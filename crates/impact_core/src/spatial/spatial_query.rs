//! Abstract spatial query interface consumed by detectors
//!
//! Detectors issue segment casts, bounded sphere overlaps and sphere sweeps.
//! Implementations report every hit in increasing distance order; "no hit" is an
//! empty result, never an error.

use crate::foundation::collections::TargetId;
use crate::foundation::math::Vec3;
use crate::physics::{HitLayers, Segment};

/// One intersection reported by the backend
#[derive(Debug, Clone, Copy, PartialEq)]
pub struct SpatialHit {
    /// Collider that was hit
    pub target: TargetId,
    /// World-space contact point
    pub point: Vec3,
    /// Contact normal (pointing away from the collider)
    pub normal: Vec3,
    /// Distance along the query (overlap queries: distance from the query center
    /// to the collider surface, 0 when inside)
    pub distance: f32,
    /// Layer of the collider
    pub layer: HitLayers,
}

/// Intersection queries used by detectors
pub trait SpatialBackend {
    /// All colliders crossed by the segment, nearest first
    fn raycast(&self, segment: &Segment, mask: HitLayers) -> Vec<SpatialHit>;

    /// Colliders overlapping a sphere, nearest first, at most `max_results`
    fn overlap_sphere(
        &self,
        center: Vec3,
        radius: f32,
        mask: HitLayers,
        max_results: usize,
    ) -> Vec<SpatialHit>;

    /// Colliders touched by a sphere of `radius` swept along the segment, nearest first
    fn sweep_sphere(&self, segment: &Segment, radius: f32, mask: HitLayers) -> Vec<SpatialHit>;

    /// Current position of a collider
    fn position(&self, target: TargetId) -> Option<Vec3>;

    /// Current velocity of a collider
    fn velocity(&self, target: TargetId) -> Option<Vec3>;
}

________

§ **Activity**
Where the string "foundation" shows up in the listing above, copy the line that holds it.

§ **Your response**
use crate::foundation::collections::TargetId;
use crate::foundation::math::Vec3;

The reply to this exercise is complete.